Am Strand der indiskreten Blicke
Es gibt ja Männer, die schielen neugierig rüber zum FKK-Strand, würden sich aber nie dorthin getrauen, weil sie sich ja dann selbst auch ausziehen müssten. Ich meine, ganz ausziehen, mit frei hängendem Pimmel und so. Dabei haftet einem Strandabschnitt, in dem alle nackt herumliegen, irgendwie so gar nichts Erotisches an. Klar kann man da die Frauen so sehen, wie sie eben sind. Aber eine makellose Figur ist ganz selten darunter. Schon deshalb, weil so etwas die ganz große Ausnahme ist und jede Frau ihre Schwächen offenbart, wenn sie so ganz ohne stützende BH und ohne Badeanzug daher kommt, der die nun mal vorhandenen unperfekten Hautfalten gnädig kaschiert.

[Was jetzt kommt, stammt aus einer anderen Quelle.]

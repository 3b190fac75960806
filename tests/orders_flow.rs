use delivery_orders_api::{
    db::{create_orm_conn, run_migrations},
    dto::orders::{CreateOrderRequest, OrderLineRequest},
    entity::{
        menu_items::ActiveModel as MenuItemActive,
        notifications::{Column as NotificationCol, Entity as Notifications},
        order_items::{Column as OrderItemCol, Entity as OrderItems},
        orders::Entity as Orders,
        restaurants::ActiveModel as RestaurantActive,
        users::ActiveModel as UserActive,
    },
    error::AppError,
    middleware::auth::AuthUser,
    models::{GeoPoint, OrderStatus, PaymentStatus},
    payment::PaymentClient,
    realtime::{BroadcastHub, OrderEvent, Topic},
    services::{delivery_service, order_service, status_service},
    state::AppState,
};
use rust_decimal::Decimal;
use rust_decimal_macros::dec;
use sea_orm::ActiveValue::NotSet;
use sea_orm::{ActiveModelTrait, ColumnTrait, ConnectionTrait, EntityTrait, PaginatorTrait, QueryFilter, Set, Statement};
use tokio::sync::broadcast::error::TryRecvError;

// The tests share one database and truncate it on setup; serialize them.
static DB_LOCK: tokio::sync::Mutex<()> = tokio::sync::Mutex::const_new(());

// Integration flow: create -> paid -> confirmed (global broadcast) ->
// driver assigned -> location relay. Exercises the end-to-end contract of
// the status controller and the realtime hub against a real database.
#[tokio::test]
async fn order_lifecycle_and_realtime_flow() -> anyhow::Result<()> {
    let _guard = DB_LOCK.lock().await;
    // Allow skipping when no DB is configured in the environment.
    let database_url = match std::env::var("TEST_DATABASE_URL")
        .or_else(|_| std::env::var("DATABASE_URL"))
    {
        Ok(url) => url,
        Err(_) => {
            eprintln!(
                "Skipping test: set TEST_DATABASE_URL or DATABASE_URL to run integration flow tests."
            );
            return Ok(());
        }
    };

    let state = setup_state(&database_url).await?;

    let customer_id = create_user(&state, "customer", "customer@example.com").await?;
    let driver_id = create_user(&state, "driver", "driver@example.com").await?;
    let admin_id = create_user(&state, "admin", "admin@example.com").await?;
    let owner_id = create_user(&state, "restaurant", "owner@example.com").await?;

    let restaurant_id = create_restaurant(&state, owner_id).await?;
    let couscous_id = create_menu_item(&state, restaurant_id, "Couscous", dec!(12.50)).await?;
    let tea_id = create_menu_item(&state, restaurant_id, "Mint tea", dec!(6.00)).await?;

    let customer = AuthUser {
        user_id: customer_id,
        role: "customer".into(),
    };
    let driver = AuthUser {
        user_id: driver_id,
        role: "driver".into(),
    };
    let admin = AuthUser {
        user_id: admin_id,
        role: "admin".into(),
    };
    let owner = AuthUser {
        user_id: owner_id,
        role: "restaurant".into(),
    };

    // Create: 2 x 12.50 + 1 x 6.00 = 31.00, PENDING, payment attempt PENDING.
    let created = order_service::create_order(
        &state,
        &customer,
        CreateOrderRequest {
            restaurant_id,
            items: vec![
                OrderLineRequest {
                    menu_item_id: couscous_id,
                    quantity: 2,
                },
                OrderLineRequest {
                    menu_item_id: tea_id,
                    quantity: 1,
                },
            ],
            payment_method: "cash".into(),
        },
    )
    .await?
    .data
    .unwrap();

    let order_id = created.order.id;
    assert_eq!(created.order.total_price, dec!(31.00));
    assert_eq!(created.order.status, OrderStatus::Pending);
    assert_eq!(created.items.len(), 2);
    assert_eq!(created.payment.status, PaymentStatus::Pending);
    assert_eq!(created.payment.amount, dec!(31.00));

    // Illegal jump is rejected before anything is written.
    let err = status_service::update_status(&state, &admin, order_id, OrderStatus::Delivered)
        .await
        .unwrap_err();
    assert!(matches!(err, AppError::InvalidTransition { .. }));

    // Paid: order and payment settle together.
    let paid = status_service::mark_paid(&state, order_id)
        .await?
        .data
        .unwrap();
    assert_eq!(paid.status, OrderStatus::Paid);
    let payment = order_service::latest_payment(&state, order_id)
        .await?
        .expect("payment attempt");
    assert_eq!(payment.status, PaymentStatus::Paid);

    // Confirm: only subscribers registered before the call see the event.
    let mut early = state.hub.subscribe(Topic::Orders);
    let confirmed = status_service::confirm(&state, &owner, order_id)
        .await?
        .data
        .unwrap();
    assert_eq!(confirmed.status, OrderStatus::Confirmed);

    assert_eq!(
        early.try_recv().unwrap(),
        OrderEvent::OrderPaymentConfirmed { order_id }
    );
    assert!(matches!(early.try_recv(), Err(TryRecvError::Empty)));

    let mut late = state.hub.subscribe(Topic::Orders);
    assert!(matches!(late.try_recv(), Err(TryRecvError::Empty)));

    // Driver queue shows the confirmed order.
    let queue = order_service::list_confirmed(&state, &driver)
        .await?
        .data
        .unwrap();
    assert!(queue.items.iter().any(|o| o.id == order_id));

    // Assign driver: driver id set, status untouched, broadcast on the
    // global channel.
    let assigned = status_service::assign_driver(&state, &owner, order_id, driver_id)
        .await?
        .data
        .unwrap();
    assert_eq!(assigned.driver_id, Some(driver_id));
    assert_eq!(assigned.status, OrderStatus::Confirmed);
    assert_eq!(
        early.try_recv().unwrap(),
        OrderEvent::DriverAssigned {
            order_id,
            driver_id
        }
    );

    // Location relay: two reports arrive on the order's channel in call
    // order, out-of-range input is rejected with no broadcast.
    let mut watcher = state.hub.subscribe(Topic::Delivery(order_id));

    delivery_service::report_location(&state, &driver, order_id, GeoPoint::new(36.80, 10.18))
        .await?;
    delivery_service::report_location(&state, &driver, order_id, GeoPoint::new(36.81, 10.19))
        .await?;

    assert_eq!(
        watcher.try_recv().unwrap(),
        OrderEvent::DeliveryUpdate {
            location: GeoPoint::new(36.80, 10.18)
        }
    );
    assert_eq!(
        watcher.try_recv().unwrap(),
        OrderEvent::DeliveryUpdate {
            location: GeoPoint::new(36.81, 10.19)
        }
    );

    let err = delivery_service::report_location(
        &state,
        &driver,
        order_id,
        GeoPoint::new(91.0, 10.0),
    )
    .await
    .unwrap_err();
    assert!(matches!(err, AppError::BadRequest(_)));
    assert!(matches!(watcher.try_recv(), Err(TryRecvError::Empty)));

    // Last-known position is the second report.
    let delivery = delivery_service::get_delivery(&state, order_id)
        .await?
        .data
        .unwrap();
    assert_eq!(delivery.location, GeoPoint::new(36.81, 10.19));
    assert_eq!(delivery.driver_id, Some(driver_id));

    Ok(())
}

#[tokio::test]
async fn create_order_validation_and_atomicity() -> anyhow::Result<()> {
    let _guard = DB_LOCK.lock().await;
    let database_url = match std::env::var("TEST_DATABASE_URL")
        .or_else(|_| std::env::var("DATABASE_URL"))
    {
        Ok(url) => url,
        Err(_) => {
            eprintln!(
                "Skipping test: set TEST_DATABASE_URL or DATABASE_URL to run integration flow tests."
            );
            return Ok(());
        }
    };

    let state = setup_state(&database_url).await?;

    let customer_id = create_user(&state, "customer", "customer2@example.com").await?;
    let owner_id = create_user(&state, "restaurant", "owner2@example.com").await?;
    let restaurant_id = create_restaurant(&state, owner_id).await?;
    let item_id = create_menu_item(&state, restaurant_id, "Brik", dec!(4.25)).await?;

    let customer = AuthUser {
        user_id: customer_id,
        role: "customer".into(),
    };

    // Empty item list fails before storage.
    let err = order_service::create_order(
        &state,
        &customer,
        CreateOrderRequest {
            restaurant_id,
            items: vec![],
            payment_method: "cash".into(),
        },
    )
    .await
    .unwrap_err();
    assert!(matches!(err, AppError::BadRequest(_)));
    assert_eq!(Orders::find().count(&state.orm).await?, 0);

    // Missing payment method fails before storage.
    let err = order_service::create_order(
        &state,
        &customer,
        CreateOrderRequest {
            restaurant_id,
            items: vec![OrderLineRequest {
                menu_item_id: item_id,
                quantity: 1,
            }],
            payment_method: "".into(),
        },
    )
    .await
    .unwrap_err();
    assert!(matches!(err, AppError::BadRequest(_)));

    // Unknown menu item rolls the whole order back.
    let err = order_service::create_order(
        &state,
        &customer,
        CreateOrderRequest {
            restaurant_id,
            items: vec![
                OrderLineRequest {
                    menu_item_id: item_id,
                    quantity: 1,
                },
                OrderLineRequest {
                    menu_item_id: 999_999,
                    quantity: 1,
                },
            ],
            payment_method: "cash".into(),
        },
    )
    .await
    .unwrap_err();
    assert!(matches!(err, AppError::NotFound(_)));
    assert_eq!(Orders::find().count(&state.orm).await?, 0);
    assert_eq!(OrderItems::find().count(&state.orm).await?, 0);

    Ok(())
}

#[tokio::test]
async fn delete_order_notifies_customer_and_keeps_payment_row() -> anyhow::Result<()> {
    let _guard = DB_LOCK.lock().await;
    let database_url = match std::env::var("TEST_DATABASE_URL")
        .or_else(|_| std::env::var("DATABASE_URL"))
    {
        Ok(url) => url,
        Err(_) => {
            eprintln!(
                "Skipping test: set TEST_DATABASE_URL or DATABASE_URL to run integration flow tests."
            );
            return Ok(());
        }
    };

    let state = setup_state(&database_url).await?;

    let customer_id = create_user(&state, "customer", "customer3@example.com").await?;
    let admin_id = create_user(&state, "admin", "admin3@example.com").await?;
    let owner_id = create_user(&state, "restaurant", "owner3@example.com").await?;
    let restaurant_id = create_restaurant(&state, owner_id).await?;
    let item_id = create_menu_item(&state, restaurant_id, "Brik", dec!(4.25)).await?;

    let customer = AuthUser {
        user_id: customer_id,
        role: "customer".into(),
    };
    let admin = AuthUser {
        user_id: admin_id,
        role: "admin".into(),
    };

    let err = order_service::delete_order(&state, &admin, 424_242)
        .await
        .unwrap_err();
    assert!(matches!(err, AppError::NotFound(_)));

    let created = order_service::create_order(
        &state,
        &customer,
        CreateOrderRequest {
            restaurant_id,
            items: vec![OrderLineRequest {
                menu_item_id: item_id,
                quantity: 3,
            }],
            payment_method: "cash".into(),
        },
    )
    .await?
    .data
    .unwrap();
    let order_id = created.order.id;

    order_service::delete_order(&state, &admin, order_id).await?;

    let err = order_service::get_order(&state, &customer, order_id)
        .await
        .unwrap_err();
    assert!(matches!(err, AppError::NotFound(_)));

    // Items cascade; the payment attempt keeps the dangling order id.
    assert_eq!(
        OrderItems::find()
            .filter(OrderItemCol::OrderId.eq(order_id))
            .count(&state.orm)
            .await?,
        0
    );
    let payment = order_service::latest_payment(&state, order_id).await?;
    assert!(payment.is_some());

    // The customer was told about the removal.
    let notifications = Notifications::find()
        .filter(NotificationCol::UserId.eq(customer_id))
        .filter(NotificationCol::OrderId.eq(order_id))
        .count(&state.orm)
        .await?;
    assert!(notifications >= 1);

    Ok(())
}

async fn setup_state(database_url: &str) -> anyhow::Result<AppState> {
    let orm = create_orm_conn(database_url).await?;
    run_migrations(&orm).await?;

    // Clean tables between runs
    let backend = orm.get_database_backend();
    orm.execute(Statement::from_string(
        backend,
        "TRUNCATE TABLE order_items, orders, deliveries, payments, notifications, menu_items, restaurants, users RESTART IDENTITY CASCADE",
    ))
    .await?;

    Ok(AppState {
        orm,
        hub: BroadcastHub::new(),
        payments: PaymentClient::disconnected(),
    })
}

async fn create_user(state: &AppState, role: &str, email: &str) -> anyhow::Result<i64> {
    let user = UserActive {
        id: NotSet,
        email: Set(email.to_string()),
        role: Set(role.to_string()),
        created_at: NotSet,
    }
    .insert(&state.orm)
    .await?;

    Ok(user.id)
}

async fn create_restaurant(state: &AppState, owner_id: i64) -> anyhow::Result<i64> {
    let restaurant = RestaurantActive {
        id: NotSet,
        name: Set("Test Kitchen".into()),
        owner_id: Set(owner_id),
        created_at: NotSet,
    }
    .insert(&state.orm)
    .await?;

    Ok(restaurant.id)
}

async fn create_menu_item(
    state: &AppState,
    restaurant_id: i64,
    name: &str,
    price: Decimal,
) -> anyhow::Result<i64> {
    let item = MenuItemActive {
        id: NotSet,
        restaurant_id: Set(restaurant_id),
        name: Set(name.to_string()),
        price: Set(price),
        available: Set(true),
        created_at: NotSet,
    }
    .insert(&state.orm)
    .await?;

    Ok(item.id)
}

Unter Nudisten ist nämlich Natur pur angesagt und spätestens, wenn man selbst alles abgelegt hat, stellt sich ein Gefühl der absoluten Natürlichkeit ein. So geht es zumindest mir, wenn ich meinen Lieblingsstrand aufsuche und mich unter die Nackten begebe. Denn irgendwie halte ich es für ziemlich bescheuert, zum Baden eine Badehose anzuziehen, die danach feucht am Körper klebt oder jedes Mal umständlich ausgezogen werden muss.
Klar bekomme ich im Laufe eines Nachmittags am Strand so einiges zu sehen, was eine Frau sonst sorgfältig verborgen hält. Doch einen Steifen habe ich dabei noch nie gekriegt. Auch bei der sonnenhungrigen Blondine nicht, von der ich jetzt weiß, dass sie da unten nicht ein einziges schamhaftes Härchen hat. Würde sie mir später auf der Promenade begegnen, wäre dieses Wissen vielleicht eine erotisierende Erinnerung. Aber hier ist es einfach nur Anatomie.

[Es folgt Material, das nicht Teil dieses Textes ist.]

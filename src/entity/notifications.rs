use sea_orm::entity::prelude::*;

#[derive(Clone, Debug, PartialEq, DeriveEntityModel)]
#[sea_orm(table_name = "notifications")]
pub struct Model {
    #[sea_orm(primary_key)]
    pub id: i64,
    pub user_id: i64,
    pub order_id: Option<i64>,
    pub message: String,
    pub created_at: DateTimeWithTimeZone,
}

#[derive(Copy, Clone, Debug, EnumIter, DeriveRelation)]
pub enum Relation {}

impl ActiveModelBehavior for ActiveModel {}
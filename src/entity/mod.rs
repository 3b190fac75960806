pub mod deliveries;
pub mod menu_items;
pub mod notifications;
pub mod order_items;
pub mod orders;
pub mod payments;
pub mod restaurants;
pub mod users;

pub use deliveries::Entity as Deliveries;
pub use menu_items::Entity as MenuItems;
pub use notifications::Entity as Notifications;
pub use order_items::Entity as OrderItems;
pub use orders::Entity as Orders;
pub use payments::Entity as Payments;
pub use restaurants::Entity as Restaurants;
pub use users::Entity as Users;
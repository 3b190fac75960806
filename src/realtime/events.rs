use std::fmt;

use serde::{Deserialize, Serialize};

use crate::models::{GeoPoint, OrderStatus};

/// Named channel a client can subscribe to.
///
/// `Orders` is the global channel carrying confirmation/status/driver events;
/// the other two are scoped to a single order. `Display` renders the wire
/// name clients see.
#[derive(Debug, Clone, Copy, PartialEq, Eq, Hash)]
pub enum Topic {
    Orders,
    Delivery(i64),
    OrderConfirmation(i64),
}

impl fmt::Display for Topic {
    fn fmt(&self, f: &mut fmt::Formatter<'_>) -> fmt::Result {
        match self {
            Topic::Orders => f.write_str("orders"),
            Topic::Delivery(order_id) => write!(f, "deliveryUpdate-{order_id}"),
            Topic::OrderConfirmation(order_id) => write!(f, "orderConfirmation-{order_id}"),
        }
    }
}

/// Events pushed to subscribers. The `event` tag matches the names the
/// frontend listens for.
#[derive(Debug, Clone, PartialEq, Serialize, Deserialize)]
#[serde(
    tag = "event",
    content = "data",
    rename_all = "camelCase",
    rename_all_fields = "camelCase"
)]
pub enum OrderEvent {
    OrderPaymentConfirmed {
        order_id: i64,
    },
    OrderStatusUpdated {
        order_id: i64,
        status: OrderStatus,
    },
    DriverAssigned {
        order_id: i64,
        driver_id: i64,
    },
    OrderConfirmation {
        status: OrderStatus,
    },
    DeliveryUpdate {
        #[serde(flatten)]
        location: GeoPoint,
    },
}

#[cfg(test)]
mod tests {
    use super::*;

    #[test]
    fn topic_wire_names() {
        assert_eq!(Topic::Orders.to_string(), "orders");
        assert_eq!(Topic::Delivery(42).to_string(), "deliveryUpdate-42");
        assert_eq!(
            Topic::OrderConfirmation(7).to_string(),
            "orderConfirmation-7"
        );
    }

    #[test]
    fn events_serialize_with_source_tags() {
        let json = serde_json::to_value(OrderEvent::OrderPaymentConfirmed { order_id: 3 }).unwrap();
        assert_eq!(json["event"], "orderPaymentConfirmed");
        assert_eq!(json["data"]["orderId"], 3);

        let json = serde_json::to_value(OrderEvent::DriverAssigned {
            order_id: 3,
            driver_id: 7,
        })
        .unwrap();
        assert_eq!(json["event"], "driverAssigned");
        assert_eq!(json["data"]["driverId"], 7);

        let json = serde_json::to_value(OrderEvent::OrderStatusUpdated {
            order_id: 3,
            status: OrderStatus::Ready,
        })
        .unwrap();
        assert_eq!(json["event"], "orderStatusUpdated");
        assert_eq!(json["data"]["status"], "READY");
    }

    #[test]
    fn delivery_update_uses_canonical_field_names() {
        let json = serde_json::to_value(OrderEvent::DeliveryUpdate {
            location: GeoPoint::new(36.80, 10.18),
        })
        .unwrap();
        assert_eq!(json["event"], "deliveryUpdate");
        assert_eq!(json["data"]["latitude"], 36.80);
        assert_eq!(json["data"]["longitude"], 10.18);
        assert!(json["data"].get("lat").is_none());
    }
}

Denn ein nackter Mensch in der Natur ist irgendwie recht wenig aufreizend. Nicht nur, weil er selten so perfekt ist, wie die Models in der Modewerbung oder die Akteure im Porno. Sondern vor allem, weil er (und natürlich vor allem sie) alles zeigt, was es zu sehen gibt. Einfach so. Ohne Blendwerk. Für jeden, der hingucken will.
Auf mich wirkt das Ganze wie ein Anschauungsunterricht zum Thema menschliche Vielfalt. Am Ende des Tages habe ich viele schöne Frauen in Erinnerung. Die weniger schönen habe ich gedanklich bereits ausgeblendet. Und die übrigen habe ich vergessen. Ich weiß, dass winzige Titten durchaus ihren Reiz haben können und die ganz prallen Möpse alles andere als anziehend sind, wenn es nichts gibt, was ihrer Schwerkraft entgegenwirkt. Ich weiß auch, dass so manche schlanke Frau, die in engen Jeans und T-Shirt durchaus etwas hermacht, in Wirklichkeit einen ganz schlaffen Po hat, der sich bei jedem Schritt wie ein Wackelpudding verhält.

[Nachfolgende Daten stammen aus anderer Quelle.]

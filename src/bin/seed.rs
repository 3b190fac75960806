use rust_decimal::Decimal;
use sea_orm::ActiveValue::NotSet;
use sea_orm::{ActiveModelTrait, ColumnTrait, EntityTrait, QueryFilter, Set};

use delivery_orders_api::{
    config::AppConfig,
    db::{create_orm_conn, run_migrations},
    entity::{
        menu_items::ActiveModel as MenuItemActive,
        restaurants::{ActiveModel as RestaurantActive, Column as RestaurantCol, Entity as Restaurants},
        users::{ActiveModel as UserActive, Column as UserCol, Entity as Users},
    },
};

#[tokio::main]
async fn main() -> anyhow::Result<()> {
    dotenvy::dotenv().ok();
    let config = AppConfig::from_env()?;

    let orm = create_orm_conn(&config.database_url).await?;
    run_migrations(&orm).await?;

    let admin_id = ensure_user(&orm, "admin@example.com", "admin").await?;
    let customer_id = ensure_user(&orm, "customer@example.com", "customer").await?;
    let driver_id = ensure_user(&orm, "driver@example.com", "driver").await?;
    let owner_id = ensure_user(&orm, "owner@example.com", "restaurant").await?;

    let restaurant_id = ensure_restaurant(&orm, "Chez Demo", owner_id).await?;

    println!(
        "Seed completed. Admin {admin_id}, customer {customer_id}, driver {driver_id}, restaurant {restaurant_id}"
    );
    Ok(())
}

async fn ensure_user(
    orm: &sea_orm::DatabaseConnection,
    email: &str,
    role: &str,
) -> anyhow::Result<i64> {
    if let Some(existing) = Users::find()
        .filter(UserCol::Email.eq(email))
        .one(orm)
        .await?
    {
        return Ok(existing.id);
    }

    let user = UserActive {
        id: NotSet,
        email: Set(email.to_string()),
        role: Set(role.to_string()),
        created_at: NotSet,
    }
    .insert(orm)
    .await?;

    Ok(user.id)
}

async fn ensure_restaurant(
    orm: &sea_orm::DatabaseConnection,
    name: &str,
    owner_id: i64,
) -> anyhow::Result<i64> {
    if let Some(existing) = Restaurants::find()
        .filter(RestaurantCol::Name.eq(name))
        .one(orm)
        .await?
    {
        return Ok(existing.id);
    }

    let restaurant = RestaurantActive {
        id: NotSet,
        name: Set(name.to_string()),
        owner_id: Set(owner_id),
        created_at: NotSet,
    }
    .insert(orm)
    .await?;

    for (item, price) in [("Couscous", "12.50"), ("Mint tea", "6.00"), ("Brik", "4.25")] {
        MenuItemActive {
            id: NotSet,
            restaurant_id: Set(restaurant.id),
            name: Set(item.to_string()),
            price: Set(price.parse::<Decimal>()?),
            available: Set(true),
            created_at: NotSet,
        }
        .insert(orm)
        .await?;
    }

    Ok(restaurant.id)
}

Bei so mancher jungen Frau habe ich mir gedacht, dein Körper hat durchaus Potenzial, Mädchen, aber du solltest ihn besser in Schuss halten. Schönheit verlangt nämlich auch eine ausgeprägte Muskulatur, die alles in Form hält und jede Bewegung zu einem Genuss für die Augen macht.
Vor allem habe ich festgestellt, dass man vom Aussehen nie auf das Alter einer Frau schließen soll. So manche Frau in ihren Fünfzigern übt nämlich wesentlich mehr Anziehungskraft aus, als andere, die gerade mal dreißig sind. Das liegt vielleicht an der genetischen Veranlagung. Das liegt aber vor allem an der Lebensweise und den kleinen Nachlässigkeiten des Alltags, die jenseits der Dreißig schonungslos zutage treten.